And of course, there are the dark chocolates. ARAWI offers a variety of pure cacao – 60%, 70%, and 100% – they come in individually wrapped one-ounce pieces.
My favorites are dark chocolates wrapped around the dried fruits grown right there on the plantation – USDA Certified 100% Organic tropical trees – banana, pineapple, oranges, strawberry, and cherry.
And if you like a slightly sweeter chocolate, you can choose the 60% or 70% cacao, and know that the sugar they use to sweeten the chocolate is also certified 100% organic.
On the chocolate Horizon: Tours in Balao and paute
Soon, AWARWI will be offering chocolate lovers first-hand tours to learn how chocolate is made, from bud, to bean, to bar.

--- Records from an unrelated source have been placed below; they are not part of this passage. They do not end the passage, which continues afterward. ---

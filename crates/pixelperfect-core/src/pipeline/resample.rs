//! Exact-size resampling with a Lanczos (a=3) windowed-sinc filter.

use image::imageops::FilterType;

use crate::types::Raster;

/// Resizes rasters to exact target dimensions.
pub struct Resampler;

impl Resampler {
    /// Filter used for every resize.
    pub const FILTER: FilterType = FilterType::Lanczos3;

    /// Resize to exactly `width` x `height`, ignoring aspect ratio.
    ///
    /// Runs even when the size is unchanged, so output always passes through
    /// the same filter.
    pub fn resize(raster: Raster, width: u32, height: u32) -> Raster {
        let resized = raster.image().resize_exact(width, height, Self::FILTER);
        tracing::trace!(
            "Resampled {}x{} to {}x{}",
            raster.width(),
            raster.height(),
            width,
            height
        );
        raster.replace(resized)
    }
}
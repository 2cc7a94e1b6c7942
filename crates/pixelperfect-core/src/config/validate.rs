//! Configuration validation with range checks.

use crate::error::ConfigError;

use super::Config;

impl Config {
    /// Validate configuration values are within acceptable ranges.
    pub(crate) fn validate(&self) -> Result<(), ConfigError> {
        if self.server.port == 0 {
            return Err(ConfigError::ValidationError(
                "server.port must be > 0".into(),
            ));
        }
        if self.limits.max_upload_size_mb == 0 {
            return Err(ConfigError::ValidationError(
                "limits.max_upload_size_mb must be > 0".into(),
            ));
        }
        if self.limits.max_image_dimension == 0 {
            return Err(ConfigError::ValidationError(
                "limits.max_image_dimension must be > 0".into(),
            ));
        }
        if self.limits.transform_timeout_ms == 0 {
            return Err(ConfigError::ValidationError(
                "limits.transform_timeout_ms must be > 0".into(),
            ));
        }
        if !matches!(self.logging.format.as_str(), "pretty" | "json") {
            return Err(ConfigError::ValidationError(
                "logging.format must be \"pretty\" or \"json\"".into(),
            ));
        }
        Ok(())
    }
}

#[cfg(test)]
mod tests {
    use super::*;

    #[test]
    fn test_default_config_passes_validation() {
        let config = Config::default();
        assert!(config.validate().is_ok());
    }

    #[test]
    fn test_validate_rejects_zero_port() {
        let mut config = Config::default();
        config.server.port = 0;
        let err = config.validate().unwrap_err();
        assert!(err.to_string().contains("server.port"));
    }

    #[test]
    fn test_validate_rejects_zero_upload_limit() {
        let mut config = Config::default();
        config.limits.max_upload_size_mb = 0;
        let err = config.validate().unwrap_err();
        assert!(err.to_string().contains("max_upload_size_mb"));
    }

    #[test]
    fn test_validate_rejects_zero_timeout() {
        let mut config = Config::default();
        config.limits.transform_timeout_ms = 0;
        let err = config.validate().unwrap_err();
        assert!(err.to_string().contains("transform_timeout_ms"));
    }

    #[test]
    fn test_validate_rejects_unknown_log_format() {
        let mut config = Config::default();
        config.logging.format = "xml".into();
        let err = config.validate().unwrap_err();
        assert!(err.to_string().contains("logging.format"));
    }
}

Working with a local tourist agency, ARAWI will host overnight trips to the Hacienda Guatemala, on the ARAWI cacao plantation, located in the pueblo Balao, about three hours west of Cuenca.
As part of this experience you’ll be right there in the fields and learn from the experts about the important first stages of production – the planting, growing, harvesting, fermenting and drying, and finally, the roasting of the beans. You’ll take part in a fresh cacao tasting, learning that each cacao variety has its own unique taste and flavor. It’s so interesting to see where foods that we take for granted are grown and treasured.
See more of the Finca Guatemala experience on this video on YouTube
Also in the planning is a trip to Paute, a lovely town about an hour east of Cuenca, to visit La Cabaña del Chocolate, ARAWI’s processing and manufacturing facility. There, you’ll observe how the beans are transformed into the different products we enjoy – nibs, cocoa powder, chocolate liquor, and chocolate candies.
At La Cabaña del Chocolate, you will be able to design chocolates to your own specifications. Satisfy your personal taste and texture desires by ordering unique combinations of dark chocolate, to include varieties of ARAWI’s dried organic fruits and other ingredients.
Check back frequently on their website for tour dates and more information, and become friends on Facebook. Carlos says the website and Facebook page are the best way to keep up with ARAWI news and upcoming events.
Visit ARAWI in Cuenca and sample some favorites – 100% cacao cocoa powder, dark chocolates (orange, mint, piña flavored, etc.) nibs, and cocoa butter in bars. Did you know that pure cocoa butter is used as the primary ingredient in moisturizers; lip balms, natural soaps and skin care products? It has been known for centuries for its antioxidant, moisturizing and as a great ally of beauty.
Stock up on chocolate-covered nibs for a healthy snack, and don’t forget to pick up a bag of Licor de Cacao, and whip up a batch of Regina’s dynamite brownies.
Take a walk north up Benigno Malo from Parque Calderón, turn right on Gaspar Sangurima, and you’re at ARAWI, on the south side of Malo. The exact address is Gaspar Sangurima (8-89) y Benigno Malo.
Call for more information or pay them a visit: +593 (0)7 284 6083. They speak English.
Regina’s Best Brownies
Preheat oven to 350°F (177°C)
In a saucepan, place:
½ c. butter
2 oz. Licor de Cacao (unsweetened chocolate): ARAWI sells 1-lb bags of one-ounce (28-gram) squares.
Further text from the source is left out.